ABSTRACT Gaseous substructures such as feathers and spurs dot the landscape of spiral arms in disc galaxies. One of the candidates to explain their formation is the wiggle instability of galactic spiral shocks. We study the wiggle instability using local 2D hydrodynamical isothermal non-self-gravitating simulations. We find that: (1) simulations agree with analytic linear stability analysis only under stringent conditions. They display surprisingly strong non-linear coupling between the different modes, even for small mode amplitudes (${\sim}1{{\ \rm per\ cent}}$). (2) We demonstrate that the wiggle instability originates from a combination of two physically distinct mechanisms: the first is the Kelvin–Helmholtz instability, and the second is the amplification of infinitesimal perturbations from repeated shock passages.
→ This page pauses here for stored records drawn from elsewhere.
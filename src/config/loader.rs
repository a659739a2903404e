//! Configuration loading from the process environment.
//!
//! Loading never fails: absent, empty or malformed values fall back to the
//! defaults declared in [`AppConfig::default`].

use std::str::FromStr;

use crate::config::schema::{env, AppConfig};

/// Load a configuration snapshot from the process environment.
pub fn load_config() -> AppConfig {
    load_config_from(|name| std::env::var(name).ok())
}

/// Load a configuration snapshot using `lookup` to resolve variable names.
///
/// Used by tests to supply an isolated environment.
pub fn load_config_from<F>(lookup: F) -> AppConfig
where
    F: Fn(&str) -> Option<String>,
{
    let defaults = AppConfig::default();

    AppConfig {
        local_port: env_parse(&lookup, env::LOCAL_PORT, defaults.local_port),
        local_protocol: env_string(&lookup, env::LOCAL_PROTOCOL, defaults.local_protocol),
        cert_file: env_string(&lookup, env::CERT_FILE, defaults.cert_file),
        key_file: env_string(&lookup, env::KEY_FILE, defaults.key_file),
        container_name: env_string(&lookup, env::CONTAINER_NAME, defaults.container_name),
        iam_client_id: env_string(&lookup, env::IAM_CLIENT_ID, defaults.iam_client_id),
        iam_client_secret: env_string(&lookup, env::IAM_CLIENT_SECRET, defaults.iam_client_secret),
        iam_base_url: env_string(&lookup, env::IAM_BASE_URL, defaults.iam_base_url),
        ca_cert_file_name: env_string(&lookup, env::CA_CERT_FILE_NAME, defaults.ca_cert_file_name),
        ca_cert_file_path: env_string(&lookup, env::CA_CERT_FILE_PATH, defaults.ca_cert_file_path),
        log_control_file: env_string(&lookup, env::LOG_CTRL_FILE, defaults.log_control_file),
        log_endpoint: env_string(&lookup, env::LOG_ENDPOINT, defaults.log_endpoint),
        app_key: env_string(&lookup, env::APP_KEY, defaults.app_key),
        app_cert: env_string(&lookup, env::APP_CERT, defaults.app_cert),
        app_cert_file_path: env_string(&lookup, env::APP_CERT_FILE_PATH, defaults.app_cert_file_path),
    }
}

fn env_parse<F, T>(lookup: &F, name: &str, default: T) -> T
where
    F: Fn(&str) -> Option<String>,
    T: FromStr,
{
    lookup(name)
        .and_then(|value| value.trim().parse().ok())
        .unwrap_or(default)
}

fn env_string<F>(lookup: &F, name: &str, default: String) -> String
where
    F: Fn(&str) -> Option<String>,
{
    match lookup(name) {
        Some(value) if !value.trim().is_empty() => value.trim().to_string(),
        _ => default,
    }
}
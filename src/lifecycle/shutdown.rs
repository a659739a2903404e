//! Shutdown coordination for the service.

use std::sync::atomic::{AtomicBool, Ordering};
use tokio::sync::broadcast;

/// Coordinator for graceful shutdown.
///
/// Long-running tasks (the HTTP listener, the log-control reloader)
/// subscribe and stop once the signal is broadcast. In-flight log dispatches
/// are not awaited.
pub struct Shutdown {
    tx: broadcast::Sender<()>,
    triggered: AtomicBool,
}

impl Shutdown {
    pub fn new() -> Self {
        let (tx, _) = broadcast::channel(1);
        Self {
            tx,
            triggered: AtomicBool::new(false),
        }
    }

    /// Subscribe to the shutdown signal.
    pub fn subscribe(&self) -> broadcast::Receiver<()> {
        self.tx.subscribe()
    }

    /// Broadcast the shutdown signal. Only the first call has an effect.
    pub fn trigger(&self) {
        if !self.triggered.swap(true, Ordering::SeqCst) {
            let _ = self.tx.send(());
        }
    }

    pub fn is_triggered(&self) -> bool {
        self.triggered.load(Ordering::SeqCst)
    }
}

impl Default for Shutdown {
    fn default() -> Self {
        Self::new()
    }
}
//! Router-level tests for /hello, /health and /metrics.

use std::sync::Arc;

use axum::body::{to_bytes, Body};
use axum::http::{Request, StatusCode};
use hello_rapp::config::ConfigProvider;
use hello_rapp::http::{AppState, HttpServer};
use hello_rapp::{AppConfig, Logger, Severity};
use metrics_exporter_prometheus::PrometheusBuilder;
use tower::ServiceExt;
use wiremock::matchers::method;
use wiremock::{Mock, MockServer, ResponseTemplate};

mod common;
use common::Buffer;

fn server_with(config: AppConfig, buffer: Buffer) -> HttpServer {
    server_and_logger(config, buffer).0
}

fn server_and_logger(config: AppConfig, buffer: Buffer) -> (HttpServer, Logger) {
    let config = Arc::new(config);
    let logger = Logger::init_with_writer(config.clone(), buffer);
    let provider = Arc::new(ConfigProvider::with_source(move || AppConfig::clone(&config)));

    let server = HttpServer::new(AppState {
        config: provider,
        logger: logger.clone(),
        metrics: PrometheusBuilder::new().build_recorder().handle(),
    });
    (server, logger)
}

async fn get(server: &HttpServer, uri: &str) -> (StatusCode, String, Option<String>) {
    let request = Request::builder()
        .uri(uri)
        .header("x-forwarded-for", "10.0.0.7")
        .body(Body::empty())
        .unwrap();
    let response = server.router().oneshot(request).await.unwrap();

    let status = response.status();
    let request_id = response
        .headers()
        .get("x-request-id")
        .map(|v| v.to_str().unwrap().to_string());
    let body = to_bytes(response.into_body(), usize::MAX).await.unwrap();
    (status, String::from_utf8(body.to_vec()).unwrap(), request_id)
}

#[tokio::test]
async fn test_health_returns_ok() {
    let server = server_with(AppConfig::default(), Buffer::default());
    let (status, body, _) = get(&server, "/health").await;
    assert_eq!(status, StatusCode::OK);
    assert_eq!(body, "Ok");
}

#[tokio::test]
async fn test_hello_answers_even_when_login_fails() {
    let buffer = Buffer::default();
    let server = server_with(AppConfig::default(), buffer.clone());

    let (status, body, request_id) = get(&server, "/hello").await;
    assert_eq!(status, StatusCode::OK);
    assert_eq!(body, "Hello World!!");
    assert!(request_id.is_some_and(|id| !id.is_empty()));

    let output = buffer.contents();
    assert!(output.contains("Request IP: X-Forwarded-For: '10.0.0.7', RemoteAddr: ''"));
    assert!(output.contains("Login Failed. Empty parameters provided for IamClientID or IamClientSecret"));
}

#[tokio::test]
async fn test_hello_logs_login_success_at_debug() {
    let iam = MockServer::start().await;
    Mock::given(method("POST"))
        .respond_with(ResponseTemplate::new(200).set_body_string(r#"{"accessToken":"t"}"#))
        .expect(1)
        .mount(&iam)
        .await;

    let buffer = Buffer::default();
    let (server, logger) = server_and_logger(
        AppConfig {
            iam_client_id: "hello".into(),
            iam_client_secret: "s3cret".into(),
            iam_base_url: iam.uri(),
            ..AppConfig::default()
        },
        buffer.clone(),
    );
    logger.set_level(Severity::Debug);

    let (status, body, _) = get(&server, "/hello").await;
    assert_eq!(status, StatusCode::OK);
    assert_eq!(body, "Hello World!!");

    let output = buffer.contents();
    assert!(output.contains("Entering api handler..."));
    assert!(output.contains("Login Success."));
    assert!(output.contains("Leaving api handler..."));
}

#[tokio::test]
async fn test_metrics_endpoint_renders() {
    let server = server_with(AppConfig::default(), Buffer::default());
    let (status, _, _) = get(&server, "/metrics").await;
    assert_eq!(status, StatusCode::OK);
}

#[tokio::test]
async fn test_unknown_route_is_not_found() {
    let server = server_with(AppConfig::default(), Buffer::default());
    let (status, _, _) = get(&server, "/missing").await;
    assert_eq!(status, StatusCode::NOT_FOUND);
}

#[tokio::test]
async fn test_https_without_certificate_fails_to_start() {
    let server = server_with(
        AppConfig {
            local_protocol: "https".into(),
            cert_file: "/nonexistent/certificate.pem".into(),
            ..AppConfig::default()
        },
        Buffer::default(),
    );
    let shutdown = hello_rapp::Shutdown::new();

    let err = server
        .run("127.0.0.1:0".parse().unwrap(), shutdown.subscribe())
        .await
        .unwrap_err();
    assert_eq!(err.kind(), std::io::ErrorKind::NotFound);
}

#[tokio::test]
async fn test_server_stops_on_shutdown() {
    let server = server_with(AppConfig::default(), Buffer::default());
    let shutdown = hello_rapp::Shutdown::new();
    let task = tokio::spawn(server.run("127.0.0.1:0".parse().unwrap(), shutdown.subscribe()));

    tokio::time::sleep(std::time::Duration::from_millis(100)).await;
    shutdown.trigger();

    let result = tokio::time::timeout(std::time::Duration::from_secs(5), task)
        .await
        .expect("server did not stop")
        .unwrap();
    assert!(result.is_ok());
}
These two mechanisms can operate simultaneously, and which mechanism dominates depends on the underlying parameters. (3) We explore the parameter space and study the properties of spurs/feathers generated by the wiggle instability. The wiggle instability is highly sensitive to the underlying parameters. The feather separation decreases, and the growth rate increases, with decreasing sound speed, increasing potential strength and decreasing interarm distance. (4) We compare our simulations with a sample of 20 galaxies in the HST Archival Survey of Spiral Arm Substructure of La Vigne et al. and find that the wiggle instability is able to reproduce the typical range of feather separations seen in observations. It remains unclear how the wiggle instability relates to competing mechanisms for spur/feather formation such as the magneto-jeans instability and the stochastic accumulation of gas due to correlated supernova feedback.